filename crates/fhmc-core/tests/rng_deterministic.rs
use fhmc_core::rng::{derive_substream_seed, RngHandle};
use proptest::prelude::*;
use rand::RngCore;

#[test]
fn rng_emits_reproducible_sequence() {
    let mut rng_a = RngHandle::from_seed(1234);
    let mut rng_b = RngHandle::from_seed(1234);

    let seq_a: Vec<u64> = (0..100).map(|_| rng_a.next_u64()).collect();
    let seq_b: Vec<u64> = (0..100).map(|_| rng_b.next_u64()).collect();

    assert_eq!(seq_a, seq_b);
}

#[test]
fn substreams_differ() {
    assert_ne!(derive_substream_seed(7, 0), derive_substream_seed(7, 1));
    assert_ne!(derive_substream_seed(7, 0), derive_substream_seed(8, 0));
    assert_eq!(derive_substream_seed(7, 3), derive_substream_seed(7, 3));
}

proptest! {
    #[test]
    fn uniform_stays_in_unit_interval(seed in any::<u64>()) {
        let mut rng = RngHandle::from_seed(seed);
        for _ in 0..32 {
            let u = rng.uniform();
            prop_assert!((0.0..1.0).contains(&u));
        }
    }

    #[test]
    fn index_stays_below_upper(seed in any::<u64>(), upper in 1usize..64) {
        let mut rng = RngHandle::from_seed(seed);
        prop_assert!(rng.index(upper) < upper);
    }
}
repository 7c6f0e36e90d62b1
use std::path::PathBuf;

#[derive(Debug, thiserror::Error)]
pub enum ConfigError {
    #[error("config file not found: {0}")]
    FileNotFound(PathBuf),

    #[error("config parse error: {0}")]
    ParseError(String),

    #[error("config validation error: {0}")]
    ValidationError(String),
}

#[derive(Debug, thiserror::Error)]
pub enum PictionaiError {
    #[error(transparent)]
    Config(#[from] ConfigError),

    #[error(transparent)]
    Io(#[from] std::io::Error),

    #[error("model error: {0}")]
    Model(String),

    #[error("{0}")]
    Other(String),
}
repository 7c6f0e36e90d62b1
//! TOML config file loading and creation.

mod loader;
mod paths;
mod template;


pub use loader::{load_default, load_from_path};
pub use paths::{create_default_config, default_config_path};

■ EXERCISE AIM ■
Show the lines above that have the word "ConfigError".

■ ANSWER BELOW ■
pub enum ConfigError {
    Config(#[from] ConfigError),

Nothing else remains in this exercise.